About this exercise: For the word "struct", count the lines below that contain it. Give the number alone.

Record excerpts:
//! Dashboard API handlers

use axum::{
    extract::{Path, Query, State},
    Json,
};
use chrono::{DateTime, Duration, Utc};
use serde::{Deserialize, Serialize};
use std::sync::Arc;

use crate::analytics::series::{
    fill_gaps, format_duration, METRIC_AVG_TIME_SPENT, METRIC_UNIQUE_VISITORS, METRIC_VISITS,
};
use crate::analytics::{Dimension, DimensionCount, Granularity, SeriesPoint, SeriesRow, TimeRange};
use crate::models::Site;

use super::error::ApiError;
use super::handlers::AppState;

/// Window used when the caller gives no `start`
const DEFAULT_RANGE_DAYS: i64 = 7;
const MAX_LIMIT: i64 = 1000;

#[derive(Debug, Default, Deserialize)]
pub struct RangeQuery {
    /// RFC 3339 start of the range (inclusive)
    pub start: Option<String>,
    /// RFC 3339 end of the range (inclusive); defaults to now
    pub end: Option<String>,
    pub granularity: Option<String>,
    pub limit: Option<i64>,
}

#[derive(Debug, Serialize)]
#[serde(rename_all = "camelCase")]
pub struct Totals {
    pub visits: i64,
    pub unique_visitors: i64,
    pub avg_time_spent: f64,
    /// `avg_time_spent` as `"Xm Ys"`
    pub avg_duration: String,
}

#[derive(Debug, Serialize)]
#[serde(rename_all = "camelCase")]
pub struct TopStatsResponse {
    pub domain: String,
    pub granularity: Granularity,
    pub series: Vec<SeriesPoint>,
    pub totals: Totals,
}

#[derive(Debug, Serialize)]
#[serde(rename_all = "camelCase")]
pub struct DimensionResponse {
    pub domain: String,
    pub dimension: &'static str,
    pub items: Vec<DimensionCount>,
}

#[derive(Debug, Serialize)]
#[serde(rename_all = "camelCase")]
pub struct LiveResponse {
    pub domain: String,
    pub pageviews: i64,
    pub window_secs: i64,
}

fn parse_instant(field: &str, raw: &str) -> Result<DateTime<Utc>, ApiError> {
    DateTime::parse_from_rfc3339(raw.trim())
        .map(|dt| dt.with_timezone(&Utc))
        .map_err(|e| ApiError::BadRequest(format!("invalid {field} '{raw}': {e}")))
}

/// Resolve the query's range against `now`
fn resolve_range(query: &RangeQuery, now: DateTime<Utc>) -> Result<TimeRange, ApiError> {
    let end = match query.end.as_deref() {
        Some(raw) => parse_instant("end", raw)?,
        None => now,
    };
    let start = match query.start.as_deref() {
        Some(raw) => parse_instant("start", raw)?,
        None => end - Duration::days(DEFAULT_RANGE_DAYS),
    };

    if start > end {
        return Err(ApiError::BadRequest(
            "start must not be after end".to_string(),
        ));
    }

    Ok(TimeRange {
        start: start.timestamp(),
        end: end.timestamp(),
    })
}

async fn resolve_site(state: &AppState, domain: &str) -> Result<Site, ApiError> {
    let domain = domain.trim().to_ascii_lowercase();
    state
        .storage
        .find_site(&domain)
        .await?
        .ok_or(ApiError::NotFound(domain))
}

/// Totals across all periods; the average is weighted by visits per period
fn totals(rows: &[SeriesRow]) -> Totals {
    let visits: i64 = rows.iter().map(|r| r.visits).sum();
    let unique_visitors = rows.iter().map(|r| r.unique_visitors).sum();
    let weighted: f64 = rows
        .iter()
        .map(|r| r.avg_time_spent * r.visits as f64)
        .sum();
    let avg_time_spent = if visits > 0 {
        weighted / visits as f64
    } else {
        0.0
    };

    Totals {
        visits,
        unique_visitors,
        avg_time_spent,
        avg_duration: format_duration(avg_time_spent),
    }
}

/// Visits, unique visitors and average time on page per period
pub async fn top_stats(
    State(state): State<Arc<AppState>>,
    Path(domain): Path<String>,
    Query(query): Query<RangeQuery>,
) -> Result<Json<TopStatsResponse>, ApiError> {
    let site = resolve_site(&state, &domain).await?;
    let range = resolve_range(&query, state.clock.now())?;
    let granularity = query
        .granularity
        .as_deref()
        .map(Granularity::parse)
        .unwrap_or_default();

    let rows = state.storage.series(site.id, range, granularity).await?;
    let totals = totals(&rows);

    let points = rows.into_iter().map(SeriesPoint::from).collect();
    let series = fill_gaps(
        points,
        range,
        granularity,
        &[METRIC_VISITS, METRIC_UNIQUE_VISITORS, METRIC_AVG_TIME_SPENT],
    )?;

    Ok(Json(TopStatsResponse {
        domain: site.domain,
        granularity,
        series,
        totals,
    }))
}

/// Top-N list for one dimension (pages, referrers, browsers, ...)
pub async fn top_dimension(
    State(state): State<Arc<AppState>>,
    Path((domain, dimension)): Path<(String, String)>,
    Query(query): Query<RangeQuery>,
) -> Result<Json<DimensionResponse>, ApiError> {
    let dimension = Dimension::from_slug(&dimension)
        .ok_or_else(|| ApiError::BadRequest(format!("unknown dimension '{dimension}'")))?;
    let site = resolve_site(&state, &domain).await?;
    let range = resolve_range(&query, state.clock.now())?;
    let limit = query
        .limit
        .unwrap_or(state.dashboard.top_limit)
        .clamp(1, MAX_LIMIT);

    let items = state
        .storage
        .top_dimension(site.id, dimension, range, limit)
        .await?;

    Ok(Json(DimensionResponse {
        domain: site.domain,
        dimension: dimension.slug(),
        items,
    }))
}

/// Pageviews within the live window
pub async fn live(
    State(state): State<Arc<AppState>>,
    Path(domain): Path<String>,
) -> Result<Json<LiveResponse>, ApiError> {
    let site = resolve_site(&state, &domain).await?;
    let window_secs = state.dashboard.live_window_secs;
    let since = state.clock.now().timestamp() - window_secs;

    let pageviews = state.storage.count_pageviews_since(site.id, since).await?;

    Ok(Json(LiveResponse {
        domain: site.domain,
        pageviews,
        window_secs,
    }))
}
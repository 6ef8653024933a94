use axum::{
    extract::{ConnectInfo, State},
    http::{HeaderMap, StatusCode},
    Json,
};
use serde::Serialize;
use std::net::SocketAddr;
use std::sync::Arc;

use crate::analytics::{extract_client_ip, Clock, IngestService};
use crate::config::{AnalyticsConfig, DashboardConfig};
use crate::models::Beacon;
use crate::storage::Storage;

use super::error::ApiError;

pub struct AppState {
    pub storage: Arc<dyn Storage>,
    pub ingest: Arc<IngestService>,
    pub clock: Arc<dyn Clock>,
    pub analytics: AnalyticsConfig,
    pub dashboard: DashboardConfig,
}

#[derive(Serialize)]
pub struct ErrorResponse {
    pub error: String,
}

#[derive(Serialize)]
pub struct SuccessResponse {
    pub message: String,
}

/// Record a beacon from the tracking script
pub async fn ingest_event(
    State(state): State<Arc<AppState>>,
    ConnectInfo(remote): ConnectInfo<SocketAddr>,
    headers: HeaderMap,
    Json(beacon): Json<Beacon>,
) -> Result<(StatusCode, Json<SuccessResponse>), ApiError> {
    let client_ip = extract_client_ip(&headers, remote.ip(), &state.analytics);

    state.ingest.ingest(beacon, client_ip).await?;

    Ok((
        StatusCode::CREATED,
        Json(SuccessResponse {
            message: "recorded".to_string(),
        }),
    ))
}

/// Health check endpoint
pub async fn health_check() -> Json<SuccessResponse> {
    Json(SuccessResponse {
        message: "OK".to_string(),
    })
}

Solved exercise: 8